Task goal:
The answer should consist of each line from the data below that includes "stateN".

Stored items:
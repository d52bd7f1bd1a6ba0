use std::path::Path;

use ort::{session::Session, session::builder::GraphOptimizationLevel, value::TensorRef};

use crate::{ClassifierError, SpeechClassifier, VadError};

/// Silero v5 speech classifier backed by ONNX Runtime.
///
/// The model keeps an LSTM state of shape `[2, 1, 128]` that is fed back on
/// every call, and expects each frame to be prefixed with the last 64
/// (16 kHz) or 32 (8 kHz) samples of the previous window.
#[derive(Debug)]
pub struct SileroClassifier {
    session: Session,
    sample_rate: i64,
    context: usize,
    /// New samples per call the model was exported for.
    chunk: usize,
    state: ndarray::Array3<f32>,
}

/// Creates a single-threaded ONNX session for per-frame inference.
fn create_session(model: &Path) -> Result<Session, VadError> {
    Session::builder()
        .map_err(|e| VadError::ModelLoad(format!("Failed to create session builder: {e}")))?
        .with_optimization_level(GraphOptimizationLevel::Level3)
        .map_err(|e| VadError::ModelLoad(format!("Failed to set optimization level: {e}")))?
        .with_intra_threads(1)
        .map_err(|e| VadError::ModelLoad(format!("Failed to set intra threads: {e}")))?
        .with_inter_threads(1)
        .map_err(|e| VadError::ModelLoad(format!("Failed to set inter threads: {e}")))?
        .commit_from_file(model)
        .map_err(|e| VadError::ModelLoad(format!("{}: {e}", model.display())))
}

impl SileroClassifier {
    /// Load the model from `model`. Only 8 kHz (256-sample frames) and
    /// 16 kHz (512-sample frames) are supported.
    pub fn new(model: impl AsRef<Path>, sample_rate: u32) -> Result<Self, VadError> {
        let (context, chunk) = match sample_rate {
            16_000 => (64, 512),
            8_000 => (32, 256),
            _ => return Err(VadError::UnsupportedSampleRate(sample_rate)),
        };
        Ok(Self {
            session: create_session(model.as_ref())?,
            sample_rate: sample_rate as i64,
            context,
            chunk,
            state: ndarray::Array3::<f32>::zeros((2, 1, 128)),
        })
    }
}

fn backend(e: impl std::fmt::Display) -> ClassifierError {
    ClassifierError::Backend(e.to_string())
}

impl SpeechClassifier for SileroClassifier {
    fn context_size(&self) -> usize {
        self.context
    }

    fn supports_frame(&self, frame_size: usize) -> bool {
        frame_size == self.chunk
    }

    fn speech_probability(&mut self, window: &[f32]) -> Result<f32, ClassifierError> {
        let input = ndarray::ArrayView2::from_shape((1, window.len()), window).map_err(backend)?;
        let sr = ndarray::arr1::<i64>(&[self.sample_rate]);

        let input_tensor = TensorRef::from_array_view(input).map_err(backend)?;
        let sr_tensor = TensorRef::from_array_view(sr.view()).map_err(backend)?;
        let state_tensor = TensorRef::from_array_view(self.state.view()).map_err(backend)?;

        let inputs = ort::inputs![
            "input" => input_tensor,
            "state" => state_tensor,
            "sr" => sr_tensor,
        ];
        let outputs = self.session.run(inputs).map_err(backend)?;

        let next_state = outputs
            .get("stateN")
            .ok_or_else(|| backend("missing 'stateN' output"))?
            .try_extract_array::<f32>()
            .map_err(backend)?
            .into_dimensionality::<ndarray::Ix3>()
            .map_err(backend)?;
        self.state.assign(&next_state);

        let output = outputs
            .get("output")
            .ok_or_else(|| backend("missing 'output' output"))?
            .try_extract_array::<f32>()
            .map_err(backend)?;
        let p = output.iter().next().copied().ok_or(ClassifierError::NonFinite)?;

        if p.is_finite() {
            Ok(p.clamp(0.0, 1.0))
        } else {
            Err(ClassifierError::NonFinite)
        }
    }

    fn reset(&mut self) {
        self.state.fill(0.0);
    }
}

...

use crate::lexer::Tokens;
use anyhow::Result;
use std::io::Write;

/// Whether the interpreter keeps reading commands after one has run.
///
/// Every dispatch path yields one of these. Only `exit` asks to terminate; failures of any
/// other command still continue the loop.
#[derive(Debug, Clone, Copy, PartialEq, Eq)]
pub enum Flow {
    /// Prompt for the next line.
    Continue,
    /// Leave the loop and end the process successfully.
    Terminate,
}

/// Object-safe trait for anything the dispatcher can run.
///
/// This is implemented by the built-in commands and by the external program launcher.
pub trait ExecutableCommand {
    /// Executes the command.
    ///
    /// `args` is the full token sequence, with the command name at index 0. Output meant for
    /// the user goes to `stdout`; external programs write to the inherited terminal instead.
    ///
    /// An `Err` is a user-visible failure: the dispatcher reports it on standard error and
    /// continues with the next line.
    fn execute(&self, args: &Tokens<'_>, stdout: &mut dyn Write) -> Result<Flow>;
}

Expected answer:
            .get("stateN")
            .ok_or_else(|| backend("missing 'stateN' output"))?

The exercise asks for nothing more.